Als Simon, der andere, aus Spanien zurückkehrt, war alles anders. Unterkühlt. Was meine Schuld war. Was ich aber zu jener Zeit nicht begriff. Heute fühlt es sich so an, als wäre ich damals jemandem Fremdgegangen. Eine Freundschaft zu dritt war nicht drin, denn der eine Simon konnte den anderen Simon nicht leiden. Und umgekehrt. Und so verlor ich Simon, den Spanier, irgendwo in meiner Jugend im Stadtpark. Natürlich hatten wir immer noch Umgang, natürlich verbrachten wir auch gelegentliche Nachmittage miteinander. Aber es war nie wieder so wie damals, als wir uns fast alles teilten.

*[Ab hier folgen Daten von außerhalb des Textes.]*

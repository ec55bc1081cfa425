//! RGB colors and per-channel blending.
//!
//! Colors travel through the whole pipeline as [`Rgb`]: sampled from pixel
//! buffers by the scanner, assigned as particle targets by the layout pass,
//! eased every frame by the physics, and finally handed to a [`DrawSurface`].
//!
//! [`DrawSurface`]: crate::surface::DrawSurface

use std::fmt;
use std::str::FromStr;

use serde::Deserialize;

/// Accent blue used for text shapes, accent-tier particles and connection lines.
pub const ACCENT: Rgb = Rgb::new(0x61, 0xb1, 0xd6);
/// Darker of the two ambient particle colors.
pub const DARK_1: Rgb = Rgb::new(0x33, 0x33, 0x33);
/// Lighter of the two ambient particle colors.
pub const DARK_2: Rgb = Rgb::new(0x55, 0x55, 0x55);

/// An 8-bit-per-channel RGB color.
#[derive(Debug, Clone, Copy, PartialEq, Eq, Hash, Default, Deserialize)]
#[serde(try_from = "String")]
pub struct Rgb {
    r: u8,
    g: u8,
    b: u8,
}

impl Rgb {
    pub const WHITE: Rgb = Rgb::new(255, 255, 255);
    pub const BLACK: Rgb = Rgb::new(0, 0, 0);

    /// Create a color from its three channels.
    pub const fn new(r: u8, g: u8, b: u8) -> Self {
        Self { r, g, b }
    }

    #[inline]
    pub const fn r(self) -> u8 {
        self.r
    }

    #[inline]
    pub const fn g(self) -> u8 {
        self.g
    }

    #[inline]
    pub const fn b(self) -> u8 {
        self.b
    }

    /// Channels as an array, red first.
    pub const fn to_array(self) -> [u8; 3] {
        [self.r, self.g, self.b]
    }

    /// Channels normalized to `0.0..=1.0`.
    pub fn to_f32(self) -> [f32; 3] {
        [
            self.r as f32 / 255.0,
            self.g as f32 / 255.0,
            self.b as f32 / 255.0,
        ]
    }

    /// Channels converted from sRGB to linear light, for sRGB render targets.
    pub fn to_linear_f32(self) -> [f32; 3] {
        self.to_f32().map(|c| {
            if c <= 0.04045 {
                c / 12.92
            } else {
                ((c + 0.055) / 1.055).powf(2.4)
            }
        })
    }

    /// Move each channel `t` of the way toward `target`, rounding to the
    /// nearest integer.
    ///
    /// A channel that still differs from the target after rounding but did
    /// not move is stepped by one unit, so repeated calls always reach the
    /// target exactly.
    pub fn approach(self, target: Rgb, t: f32) -> Rgb {
        Rgb::new(
            approach_channel(self.r, target.r, t),
            approach_channel(self.g, target.g, t),
            approach_channel(self.b, target.b, t),
        )
    }
}

fn approach_channel(from: u8, to: u8, t: f32) -> u8 {
    if from == to {
        return from;
    }
    let next = (from as f32 + (to as f32 - from as f32) * t).round() as i32;
    let next = if next == from as i32 {
        if to > from {
            from as i32 + 1
        } else {
            from as i32 - 1
        }
    } else {
        next
    };
    next.clamp(0, 255) as u8
}

impl From<[u8; 3]> for Rgb {
    fn from([r, g, b]: [u8; 3]) -> Self {
        Rgb::new(r, g, b)
    }
}

impl fmt::Display for Rgb {
    fn fmt(&self, f: &mut fmt::Formatter<'_>) -> fmt::Result {
        write!(f, "#{:02x}{:02x}{:02x}", self.r, self.g, self.b)
    }
}

/// Error returned when a hex color string cannot be parsed.
#[derive(Debug, Clone, PartialEq, Eq, thiserror::Error)]
#[error("invalid color '{0}': expected #rgb or #rrggbb")]
pub struct ParseColorError(pub String);

impl FromStr for Rgb {
    type Err = ParseColorError;

    /// Parse `#rrggbb`, `rrggbb`, `#rgb` or `rgb`.
    fn from_str(s: &str) -> Result<Self, Self::Err> {
        let err = || ParseColorError(s.to_string());
        let hex = s.trim().trim_start_matches('#');
        if !hex.is_ascii() {
            return Err(err());
        }
        let channel = |digits: &str| u8::from_str_radix(digits, 16).map_err(|_| err());

        match hex.len() {
            6 => Ok(Rgb::new(
                channel(&hex[0..2])?,
                channel(&hex[2..4])?,
                channel(&hex[4..6])?,
            )),
            3 => {
                let expand = |digit: &str| channel(digit).map(|v| v * 17);
                Ok(Rgb::new(
                    expand(&hex[0..1])?,
                    expand(&hex[1..2])?,
                    expand(&hex[2..3])?,
                ))
            }
            _ => Err(err()),
        }
    }
}

impl TryFrom<String> for Rgb {
    type Error = ParseColorError;

    fn try_from(value: String) -> Result<Self, Self::Error> {
        value.parse()
    }
}
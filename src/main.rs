//! morphfield command line.
//!
//! ```text
//! morphfield run                                  # interactive window
//! morphfield render --text HELLO --frames 120     # headless PNG frames
//! morphfield scan --image logo.png --scale 0.5    # inspect extraction
//! ```

use std::path::{Path, PathBuf};
use std::process::ExitCode;
use std::sync::Arc;
use std::time::Duration;

use clap::{Args, Parser, Subcommand};
use thiserror::Error;

use morphfield::prelude::*;
use morphfield::error::{ConfigError, HostError};
use morphfield::raster::RasterScanner;

#[derive(Parser)]
#[command(name = "morphfield", version, about = "Ambient particle field that morphs into text and images")]
struct Cli {
    /// Configuration file (TOML)
    #[arg(short, long, global = true)]
    config: Option<PathBuf>,

    /// Increase log verbosity (-v info, -vv debug, -vvv trace)
    #[arg(short, long, action = clap::ArgAction::Count, global = true)]
    verbose: u8,

    #[command(subcommand)]
    command: Commands,
}

#[derive(Subcommand)]
enum Commands {
    /// Open the interactive window
    Run,
    /// Render frames headlessly to PNG files
    Render {
        #[command(flatten)]
        source: SourceArgs,
        /// Output directory
        #[arg(short, long, default_value = "frames")]
        out: PathBuf,
        /// Number of frames to simulate
        #[arg(long, default_value_t = 120)]
        frames: u32,
        /// Save every Nth frame
        #[arg(long, default_value_t = 10)]
        every: u32,
        /// Surface width (defaults to the window width)
        #[arg(long)]
        width: Option<u32>,
        /// Surface height (defaults to the window height)
        #[arg(long)]
        height: Option<u32>,
        /// Ambient frames to run before the morph request
        #[arg(long, default_value_t = 0)]
        warmup: u32,
    },
    /// Extract points from a source and print a summary
    Scan {
        #[command(flatten)]
        source: SourceArgs,
    },
}

#[derive(Args)]
struct SourceArgs {
    /// Preset name from the configuration file
    #[arg(long, conflicts_with_all = ["text", "image"])]
    preset: Option<String>,
    /// Text to render
    #[arg(long)]
    text: Option<String>,
    /// Image file to sample
    #[arg(long)]
    image: Option<PathBuf>,
    /// Image scale factor
    #[arg(long, default_value_t = 1.0)]
    scale: f32,
    /// Text size in pixels
    #[arg(long, default_value_t = 120.0)]
    font_size: f32,
    /// Font family (looked up in the [fonts] table)
    #[arg(long, default_value = "Arial")]
    font_family: String,
}

#[derive(Debug, Error)]
enum AppError {
    #[error(transparent)]
    Config(#[from] ConfigError),
    #[error(transparent)]
    Host(#[from] HostError),
    #[error("failed to write frame: {0}")]
    Image(#[from] image::ImageError),
    #[error("failed to create '{}': {source}", path.display())]
    Io {
        path: PathBuf,
        #[source]
        source: std::io::Error,
    },
    #[error("no preset named '{0}'")]
    UnknownPreset(String),
    #[error("nothing to do: pass --preset, --text or --image")]
    NoSource,
}

/// Frame delta used by headless rendering.
const FIXED_DELTA: Duration = Duration::from_micros(16_667);

fn main() -> ExitCode {
    let cli = Cli::parse();

    let level = match cli.verbose {
        0 => "warn",
        1 => "info",
        2 => "debug",
        _ => "trace",
    };
    env_logger::Builder::from_env(env_logger::Env::default().default_filter_or(level)).init();

    match execute(cli) {
        Ok(()) => ExitCode::SUCCESS,
        Err(e) => {
            log::error!("{e}");
            eprintln!("error: {e}");
            ExitCode::FAILURE
        }
    }
}

fn execute(cli: Cli) -> Result<(), AppError> {
    let config = match &cli.config {
        Some(path) => AppConfig::load(path)?,
        None => AppConfig::default(),
    };

    let rasterizer = FontRasterizer::from_config(&config.fonts)?.with_system_fallback();
    if !rasterizer.has_fonts() {
        log::warn!("no fonts configured or installed; text sources will be skipped");
    }
    let rasterizer: Arc<dyn TextRasterizer> = Arc::new(rasterizer);

    match cli.command {
        Commands::Run => morphfield::window::run(config, rasterizer)?,
        Commands::Render {
            source,
            out,
            frames,
            every,
            width,
            height,
            warmup,
        } => {
            let sources = source.resolve(&config)?;
            let width = width.unwrap_or(config.window.width);
            let height = height.unwrap_or(config.window.height);
            let settings = RenderSettings {
                out: &out,
                frames,
                every: every.max(1),
                warmup,
            };
            render(&config, rasterizer, sources, width, height, &settings)?;
        }
        Commands::Scan { source } => {
            let sources = source.resolve(&config)?;
            scan(&config, rasterizer.as_ref(), &sources);
        }
    }
    Ok(())
}

impl SourceArgs {
    fn resolve(&self, config: &AppConfig) -> Result<Vec<SourceConfig>, AppError> {
        if let Some(name) = &self.preset {
            return config
                .preset(name)
                .map(|p| p.sources.clone())
                .ok_or_else(|| AppError::UnknownPreset(name.clone()));
        }

        let mut sources = Vec::new();
        if let Some(path) = &self.image {
            sources.push(SourceConfig::image(path.display().to_string(), self.scale));
        }
        if let Some(text) = &self.text {
            sources.push(
                SourceConfig::text(text.clone())
                    .with_font_size(self.font_size)
                    .with_font_family(self.font_family.clone()),
            );
        }
        if sources.is_empty() {
            return Err(AppError::NoSource);
        }
        Ok(sources)
    }
}

struct RenderSettings<'a> {
    out: &'a Path,
    frames: u32,
    every: u32,
    warmup: u32,
}

fn render(
    config: &AppConfig,
    rasterizer: Arc<dyn TextRasterizer>,
    sources: Vec<SourceConfig>,
    width: u32,
    height: u32,
    settings: &RenderSettings<'_>,
) -> Result<(), AppError> {
    std::fs::create_dir_all(settings.out).map_err(|source| AppError::Io {
        path: settings.out.to_path_buf(),
        source,
    })?;

    let mut engine = Engine::new(config.engine.clone(), width, height, rasterizer);
    let mut canvas = Canvas::new(width, height);

    for _ in 0..settings.warmup {
        engine.frame(&mut canvas, FIXED_DELTA);
    }

    engine.request_shapes(sources);
    if !engine.wait_for_shapes(Duration::from_secs(30)) {
        log::warn!("extraction still running after 30s; rendering anyway");
    }
    log::info!("rendering {} frame(s) in {:?} mode", settings.frames, engine.mode());

    let mut saved = 0;
    for frame in 0..settings.frames {
        engine.frame(&mut canvas, FIXED_DELTA);
        if frame % settings.every == 0 || frame + 1 == settings.frames {
            let path = settings.out.join(format!("frame_{frame:05}.png"));
            canvas.save(&path)?;
            saved += 1;
        }
    }

    println!(
        "wrote {saved} frame(s) to {} ({} visible particles, {:?})",
        settings.out.display(),
        engine.pool().visible_count(),
        engine.mode()
    );
    engine.shutdown();
    Ok(())
}

fn scan(config: &AppConfig, rasterizer: &dyn TextRasterizer, sources: &[SourceConfig]) {
    let scanner = RasterScanner::new(&config.engine.scan);
    let mut shapes = Vec::new();
    for source in sources {
        let extraction = scanner.extract(source, rasterizer);
        println!(
            "{:?} '{}': {} points from a {}x{} buffer (stride {})",
            source.options.kind,
            source.source,
            extraction.points.len(),
            extraction.width,
            extraction.height,
            scanner.stride()
        );
        shapes.extend(Shape::from_points(extraction.points, source.options.kind));
    }

    let total: usize = shapes.iter().map(|s| s.len()).sum();
    println!(
        "{} usable shape(s), {} points, pool of {}",
        shapes.len(),
        total,
        config.engine.pool_size
    );
    if total > config.engine.pool_size {
        println!(
            "note: {} points will not get a particle",
            total - config.engine.pool_size
        );
    }
}
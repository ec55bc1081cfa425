//! Layout classifier: where shapes go and which particles draw them.
//!
//! The layout has exactly three slots around the surface center:
//!
//! ```text
//!          +---------+   safe zone   +---------+
//!          | image 1 |<------------->| image 2 |
//!          +---------+       .       +---------+
//!                          center
//!                       +---------+
//!                       |  text 1 |
//!                       +---------+
//! ```
//!
//! Shapes beyond the first two images and the first text are ignored.

use glam::Vec2;

use crate::config::LayoutConfig;
use crate::pool::ParticlePool;
use crate::shape::{Shape, ShapeKind};
use crate::spawn::SpawnContext;

/// One of the three layout positions.
#[derive(Debug, Clone, Copy, PartialEq, Eq)]
pub enum Slot {
    /// First image, left of the safe zone.
    Left,
    /// Second image, right of the safe zone.
    Right,
    /// First text, centered below the middle.
    Bottom,
}

/// A shape with its screen-space anchor (top-left of its bounding box).
#[derive(Debug, Clone)]
pub struct Placement {
    pub slot: Slot,
    pub shape: Shape,
    pub anchor: Vec2,
}

impl Placement {
    /// Translation from buffer coordinates to screen coordinates.
    pub fn offset(&self) -> Vec2 {
        self.anchor - self.shape.bounds.min()
    }
}

/// Split shapes into image-like and text-like groups, keeping caller order.
pub fn classify(shapes: Vec<Shape>) -> (Vec<Shape>, Vec<Shape>) {
    shapes.into_iter().partition(|s| s.kind == ShapeKind::Image)
}

/// Place classified shapes into the three slots around `surface`'s center.
pub fn place(shapes: Vec<Shape>, surface: Vec2, config: &LayoutConfig) -> Vec<Placement> {
    let center = surface / 2.0;
    let (images, texts) = classify(shapes);
    let dropped = images.len().saturating_sub(2) + texts.len().saturating_sub(1);
    if dropped > 0 {
        log::debug!("layout has three slots; ignoring {dropped} extra shape(s)");
    }

    let image_y = |shape: &Shape| center.y - shape.height() / 2.0 + config.image_vertical_offset;

    let mut placements = Vec::with_capacity(3);
    let mut images = images.into_iter();
    if let Some(shape) = images.next() {
        let anchor = Vec2::new(
            center.x - config.safe_zone / 2.0 - shape.width(),
            image_y(&shape),
        );
        placements.push(Placement {
            slot: Slot::Left,
            shape,
            anchor,
        });
    }
    if let Some(shape) = images.next() {
        let anchor = Vec2::new(center.x + config.safe_zone / 2.0, image_y(&shape));
        placements.push(Placement {
            slot: Slot::Right,
            shape,
            anchor,
        });
    }
    if let Some(shape) = texts.into_iter().next() {
        let anchor = Vec2::new(
            center.x - shape.width() / 2.0,
            center.y + config.text_bottom_offset,
        );
        placements.push(Placement {
            slot: Slot::Bottom,
            shape,
            anchor,
        });
    }
    placements
}

/// Hand every placed point to a particle, in pool order.
///
/// Each shape's points are shuffled first so a shape that runs the pool dry
/// is thinned evenly instead of losing its bottom rows. Particles left over
/// are hidden. Returns the number of particles assigned.
pub fn assign_targets(
    pool: &mut ParticlePool,
    placements: &mut [Placement],
    ctx: &mut SpawnContext,
    config: &LayoutConfig,
) -> usize {
    let mut next = 0;
    for placement in placements.iter_mut() {
        let offset = placement.offset();
        let kind = placement.shape.kind;
        ctx.shuffle(&mut placement.shape.points);

        for point in &placement.shape.points {
            let Some(particle) = pool.get_mut(next) else {
                break;
            };
            particle.move_to(point.position() + offset);
            particle.set_target_color(match kind {
                ShapeKind::Image => point.color,
                ShapeKind::Text => config.text_color,
            });
            next += 1;
        }
    }
    pool.hide_from(next);
    next
}
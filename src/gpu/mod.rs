//! wgpu renderer for the window host.
//!
//! [`GpuRenderer`] implements [`DrawSurface`] by recording circles and line
//! segments on the CPU during a frame, then uploading and drawing them in a
//! single render pass from [`GpuRenderer::present`]. Coordinates stay in
//! surface pixels all the way into the shaders, which map them to clip space
//! with a small screen-size uniform.

mod circles;
mod lines;

use std::sync::Arc;

use bytemuck::{Pod, Zeroable};
use glam::Vec2;
use wgpu::util::DeviceExt;
use winit::window::Window;

pub use circles::{CircleInstance, CIRCLE_SHADER};
pub use lines::{LineVertex, LINE_SHADER};

use crate::color::Rgb;
use crate::error::GpuError;
use crate::surface::DrawSurface;

#[repr(C)]
#[derive(Copy, Clone, Pod, Zeroable)]
struct ScreenUniform {
    size: [f32; 2],
    _pad: [f32; 2],
}

/// A vertex buffer that grows to fit whatever a frame records.
struct GrowableBuffer {
    buffer: wgpu::Buffer,
    capacity: u64,
    label: &'static str,
}

impl GrowableBuffer {
    const INITIAL_CAPACITY: u64 = 64 * 1024;

    fn new(device: &wgpu::Device, label: &'static str) -> Self {
        Self {
            buffer: Self::allocate(device, label, Self::INITIAL_CAPACITY),
            capacity: Self::INITIAL_CAPACITY,
            label,
        }
    }

    fn allocate(device: &wgpu::Device, label: &'static str, size: u64) -> wgpu::Buffer {
        device.create_buffer(&wgpu::BufferDescriptor {
            label: Some(label),
            size,
            usage: wgpu::BufferUsages::VERTEX | wgpu::BufferUsages::COPY_DST,
            mapped_at_creation: false,
        })
    }

    fn write(&mut self, device: &wgpu::Device, queue: &wgpu::Queue, bytes: &[u8]) {
        let needed = bytes.len() as u64;
        if needed > self.capacity {
            self.capacity = needed.next_power_of_two();
            self.buffer = Self::allocate(device, self.label, self.capacity);
            log::debug!("{} grown to {} bytes", self.label, self.capacity);
        }
        if needed > 0 {
            queue.write_buffer(&self.buffer, 0, bytes);
        }
    }
}

/// Window-backed renderer.
pub struct GpuRenderer {
    surface: wgpu::Surface<'static>,
    device: wgpu::Device,
    queue: wgpu::Queue,
    config: wgpu::SurfaceConfiguration,
    circle_pipeline: wgpu::RenderPipeline,
    line_pipeline: wgpu::RenderPipeline,
    screen_buffer: wgpu::Buffer,
    screen_bind_group: wgpu::BindGroup,
    circle_buffer: GrowableBuffer,
    line_buffer: GrowableBuffer,
    clear_color: wgpu::Color,
    circles: Vec<CircleInstance>,
    lines: Vec<LineVertex>,
    /// Whether output colors are re-encoded to sRGB by the surface.
    srgb: bool,
}

impl GpuRenderer {
    pub async fn new(window: Arc<Window>) -> Result<Self, GpuError> {
        let size = window.inner_size();

        let instance = wgpu::Instance::new(&wgpu::InstanceDescriptor {
            backends: wgpu::Backends::PRIMARY,
            ..Default::default()
        });

        let surface = instance.create_surface(window)?;

        let adapter = instance
            .request_adapter(&wgpu::RequestAdapterOptions {
                power_preference: wgpu::PowerPreference::default(),
                compatible_surface: Some(&surface),
                force_fallback_adapter: false,
            })
            .await
            .ok_or(GpuError::NoAdapter)?;
        log::info!("using adapter: {}", adapter.get_info().name);

        let (device, queue) = adapter
            .request_device(
                &wgpu::DeviceDescriptor {
                    label: Some("Device"),
                    required_features: wgpu::Features::empty(),
                    required_limits: wgpu::Limits::default(),
                    memory_hints: Default::default(),
                },
                None,
            )
            .await?;

        let surface_caps = surface.get_capabilities(&adapter);
        let surface_format = surface_caps
            .formats
            .iter()
            .find(|f| f.is_srgb())
            .or_else(|| surface_caps.formats.first())
            .copied()
            .ok_or(GpuError::UnsupportedSurface)?;
        let alpha_mode = surface_caps
            .alpha_modes
            .first()
            .copied()
            .unwrap_or(wgpu::CompositeAlphaMode::Auto);

        let config = wgpu::SurfaceConfiguration {
            usage: wgpu::TextureUsages::RENDER_ATTACHMENT,
            format: surface_format,
            width: size.width.max(1),
            height: size.height.max(1),
            present_mode: wgpu::PresentMode::AutoVsync,
            alpha_mode,
            view_formats: vec![],
            desired_maximum_frame_latency: 2,
        };
        surface.configure(&device, &config);

        let screen = ScreenUniform {
            size: [config.width as f32, config.height as f32],
            _pad: [0.0; 2],
        };
        let screen_buffer = device.create_buffer_init(&wgpu::util::BufferInitDescriptor {
            label: Some("Screen Uniform Buffer"),
            contents: bytemuck::bytes_of(&screen),
            usage: wgpu::BufferUsages::UNIFORM | wgpu::BufferUsages::COPY_DST,
        });

        let screen_layout = device.create_bind_group_layout(&wgpu::BindGroupLayoutDescriptor {
            label: Some("Screen Bind Group Layout"),
            entries: &[wgpu::BindGroupLayoutEntry {
                binding: 0,
                visibility: wgpu::ShaderStages::VERTEX,
                ty: wgpu::BindingType::Buffer {
                    ty: wgpu::BufferBindingType::Uniform,
                    has_dynamic_offset: false,
                    min_binding_size: None,
                },
                count: None,
            }],
        });

        let screen_bind_group = device.create_bind_group(&wgpu::BindGroupDescriptor {
            label: Some("Screen Bind Group"),
            layout: &screen_layout,
            entries: &[wgpu::BindGroupEntry {
                binding: 0,
                resource: screen_buffer.as_entire_binding(),
            }],
        });

        let circle_pipeline = circles::create_pipeline(&device, &screen_layout, surface_format);
        let line_pipeline = lines::create_pipeline(&device, &screen_layout, surface_format);
        let circle_buffer = GrowableBuffer::new(&device, "Circle Instance Buffer");
        let line_buffer = GrowableBuffer::new(&device, "Line Vertex Buffer");

        log::info!(
            "renderer ready: {}x{} {:?}",
            config.width,
            config.height,
            surface_format
        );

        Ok(Self {
            surface,
            device,
            queue,
            srgb: surface_format.is_srgb(),
            config,
            circle_pipeline,
            line_pipeline,
            screen_buffer,
            screen_bind_group,
            circle_buffer,
            line_buffer,
            clear_color: wgpu::Color::WHITE,
            circles: Vec::new(),
            lines: Vec::new(),
        })
    }

    pub fn resize(&mut self, new_size: winit::dpi::PhysicalSize<u32>) {
        if new_size.width > 0 && new_size.height > 0 {
            self.config.width = new_size.width;
            self.config.height = new_size.height;
            self.surface.configure(&self.device, &self.config);

            let screen = ScreenUniform {
                size: [new_size.width as f32, new_size.height as f32],
                _pad: [0.0; 2],
            };
            self.queue
                .write_buffer(&self.screen_buffer, 0, bytemuck::bytes_of(&screen));
        }
    }

    fn shader_color(&self, color: Rgb, alpha: f32) -> [f32; 4] {
        let [r, g, b] = if self.srgb {
            color.to_linear_f32()
        } else {
            color.to_f32()
        };
        [r, g, b, alpha]
    }

    /// Upload everything recorded since the last clear, draw it and present.
    pub fn present(&mut self) -> Result<(), wgpu::SurfaceError> {
        let output = self.surface.get_current_texture()?;
        let view = output
            .texture
            .create_view(&wgpu::TextureViewDescriptor::default());

        self.circle_buffer
            .write(&self.device, &self.queue, bytemuck::cast_slice(&self.circles));
        self.line_buffer
            .write(&self.device, &self.queue, bytemuck::cast_slice(&self.lines));

        let mut encoder = self
            .device
            .create_command_encoder(&wgpu::CommandEncoderDescriptor {
                label: Some("Render Encoder"),
            });

        {
            let mut render_pass = encoder.begin_render_pass(&wgpu::RenderPassDescriptor {
                label: Some("Render Pass"),
                color_attachments: &[Some(wgpu::RenderPassColorAttachment {
                    view: &view,
                    resolve_target: None,
                    ops: wgpu::Operations {
                        load: wgpu::LoadOp::Clear(self.clear_color),
                        store: wgpu::StoreOp::Store,
                    },
                })],
                depth_stencil_attachment: None,
                timestamp_writes: None,
                occlusion_query_set: None,
            });

            render_pass.set_bind_group(0, &self.screen_bind_group, &[]);

            // Lines under circles
            if !self.lines.is_empty() {
                render_pass.set_pipeline(&self.line_pipeline);
                render_pass.set_vertex_buffer(0, self.line_buffer.buffer.slice(..));
                render_pass.draw(0..self.lines.len() as u32, 0..1);
            }
            if !self.circles.is_empty() {
                render_pass.set_pipeline(&self.circle_pipeline);
                render_pass.set_vertex_buffer(0, self.circle_buffer.buffer.slice(..));
                render_pass.draw(0..6, 0..self.circles.len() as u32);
            }
        }

        self.queue.submit(std::iter::once(encoder.finish()));
        output.present();

        Ok(())
    }
}

impl DrawSurface for GpuRenderer {
    fn size(&self) -> (u32, u32) {
        (self.config.width, self.config.height)
    }

    fn clear(&mut self, color: Rgb) {
        let [r, g, b, a] = self.shader_color(color, 1.0);
        self.clear_color = wgpu::Color {
            r: r as f64,
            g: g as f64,
            b: b as f64,
            a: a as f64,
        };
        self.circles.clear();
        self.lines.clear();
    }

    fn fill_circle(&mut self, center: Vec2, radius: f32, color: Rgb, alpha: f32) {
        let color = self.shader_color(color, alpha);
        self.circles.push(CircleInstance {
            center: center.to_array(),
            radius,
            _pad: 0.0,
            color,
        });
    }

    // Hardware lines are always one pixel wide.
    fn stroke_line(&mut self, from: Vec2, to: Vec2, _width: f32, color: Rgb, alpha: f32) {
        let color = self.shader_color(color, alpha);
        for point in [from, to] {
            self.lines.push(LineVertex {
                position: point.to_array(),
                _pad: [0.0; 2],
                color,
            });
        }
    }
}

Simon flog irgendwann von der Schule. Weil er beim Hasch-Dealen erwischt wurde. Ich traf ihn viele Jahre später wieder. Er war Barmann in einer relativ noblen Gastronomie. Ich war freier Schreiberling, wollte meinen Nachmittag mit einem Milchkaffee versüßen, und erschrak, als ich ihn hinterm Tresen sah. Er war nicht mehr pummelig, sondern ein bildhübscher junger Mann. Und sein Stottern war weg. Wir redeten an jenem Nachmittag sehr viel. Über alte Zeiten, neue Liebschaften, Logopädie. Und es fühlte sich an wie früher. Wir tauschten Telefonnummern aus. Versprachen uns, den Kontakt wieder aufzubauen.

Aber gemeldet hat sich keiner von uns.

"Gut eine Flasche Wein später setzte ich sie Schachmatt.
Dabei hatte sie das Spiel längst gewonnen."